Once inside, if you have curious pets or children/grandchildren, ensure your plants are safely out of reach. Some plants can be toxic if ingested, so it’s essential to be cautious.

Final Thoughts

Overwintering plants is a rewarding experience and allows you to enjoy the beauty of your garden year-round. By following these steps and choosing the right plants, you can create a thriving indoor garden that sustains both your passion for gardening and the health of your plants. So, as the temperatures drop and the frost creeps in, bring your favorite plants indoors, and let them thrive in the warmth of your home.


Overwintering Plants FAQs

Q: Can I bring any outdoor plants indoors for the winter? While many plants can be brought indoors, not all will thrive in an indoor environment. It’s essential to research the specific needs of each plant before making the transition.
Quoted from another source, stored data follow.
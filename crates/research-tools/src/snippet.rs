//! Result Snippets
//!
//! The uniform shape every retrieval source returns: a titled fragment of
//! text, optionally linked back to its origin.

use serde::{Deserialize, Serialize};

/// A single search result snippet
#[derive(Clone, Debug, Serialize, Deserialize)]
pub struct Snippet {
    /// Result title (page name, paper title, ...)
    pub title: String,

    /// Link back to the underlying resource
    #[serde(skip_serializing_if = "Option::is_none")]
    pub url: Option<String>,

    /// Summary text
    pub content: String,

    /// Which source produced this snippet
    pub source: String,
}

impl Snippet {
    pub fn new(
        title: impl Into<String>,
        content: impl Into<String>,
        source: impl Into<String>,
    ) -> Self {
        Self {
            title: title.into(),
            url: None,
            content: content.into(),
            source: source.into(),
        }
    }

    pub fn with_url(mut self, url: impl Into<String>) -> Self {
        self.url = Some(url.into());
        self
    }

    /// Cap the content length, respecting char boundaries
    pub fn truncate_content(&mut self, max_chars: usize) {
        if self.content.chars().count() > max_chars {
            self.content = self.content.chars().take(max_chars).collect();
        }
    }
}

/// Collapse runs of whitespace into single spaces.
///
/// Atom summaries and MediaWiki extracts arrive with hard-wrapped lines.
pub(crate) fn normalize_whitespace(text: &str) -> String {
    text.split_whitespace().collect::<Vec<_>>().join(" ")
}
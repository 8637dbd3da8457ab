//! Agent Events
//!
//! Intermediate reasoning events surfaced to the UI while a turn is in
//! flight. Events fire on the same execution path as the reasoning loop;
//! there are no separate tasks per event.

use serde::{Deserialize, Serialize};

/// An event emitted during a single agent turn.
///
/// Serialized with a `type` tag for the WebSocket wire format.
#[derive(Clone, Debug, Serialize, Deserialize, PartialEq, Eq)]
#[serde(tag = "type", rename_all = "snake_case")]
pub enum AgentEvent {
    /// A fragment of the model's streamed reasoning text
    Thought { delta: String },

    /// The agent decided to invoke a tool
    ToolCall { tool: String, input: String },

    /// A tool produced an observation
    Observation { tool: String, output: String },

    /// The final answer for the turn
    Answer { content: String },

    /// The turn failed; `message` is user-presentable
    Error { message: String },
}

/// Sender half for forwarding events out of the reasoning loop.
///
/// Unbounded so the loop never blocks on a slow consumer; a closed receiver
/// simply drops further events rather than failing the turn.
pub type EventSink = tokio::sync::mpsc::UnboundedSender<AgentEvent>;

#[cfg(test)]
mod tests {
    use super::*;

    #[test]
    fn test_event_wire_format() {
        let event = AgentEvent::ToolCall {
            tool: "web_search".into(),
            input: "rust async".into(),
        };
        let json = serde_json::to_value(&event).unwrap();
        assert_eq!(json["type"], "tool_call");
        assert_eq!(json["tool"], "web_search");
    }
}
use std::error::Error;
use std::fmt;

#[derive(Debug)]
pub enum ZupuError {
    Validation(String),
    Io(std::io::Error),
    Serde(serde_json::Error),
}

impl Error for ZupuError {}

impl fmt::Display for ZupuError {
    fn fmt(&self, f: &mut fmt::Formatter) -> fmt::Result {
        match self {
            ZupuError::Validation(message) => write!(f, "{message}"),
            ZupuError::Io(e) => write!(f, "I/O error: {e}"),
            ZupuError::Serde(e) => write!(f, "JSON error: {e}"),
        }
    }
}

impl From<String> for ZupuError {
    fn from(err: String) -> Self {
        ZupuError::Validation(err)
    }
}

impl From<std::io::Error> for ZupuError {
    fn from(err: std::io::Error) -> Self {
        ZupuError::Io(err)
    }
}

impl From<serde_json::Error> for ZupuError {
    fn from(err: serde_json::Error) -> Self {
        ZupuError::Serde(err)
    }
}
Q: How do I prevent pests from coming indoors with my plants? Thoroughly inspect your plants and soil for pests before bringing them inside. Consider using natural remedies or insecticidal soaps to eliminate any unwanted visitors.

Q: What should I do if my plant isn’t getting enough light indoors? If natural light is insufficient, consider using grow lights to provide the necessary light for your plants. Positioning plants near a south-facing window can also help.

Q: Do all plants need the same amount of water during the winter indoors? No, the water requirements of indoor plants vary. Many plants enter a dormant phase during winter and require less water. Always adjust your watering schedule to match your plant’s needs.

Q: Are there any benefits to overwintering plants indoors beyond preserving them from winter cold? Yes, overwintering can help preserve rare or sentimental plants, promote growth in warmer climates, and continue enjoying fresh herbs and flowers during the winter months.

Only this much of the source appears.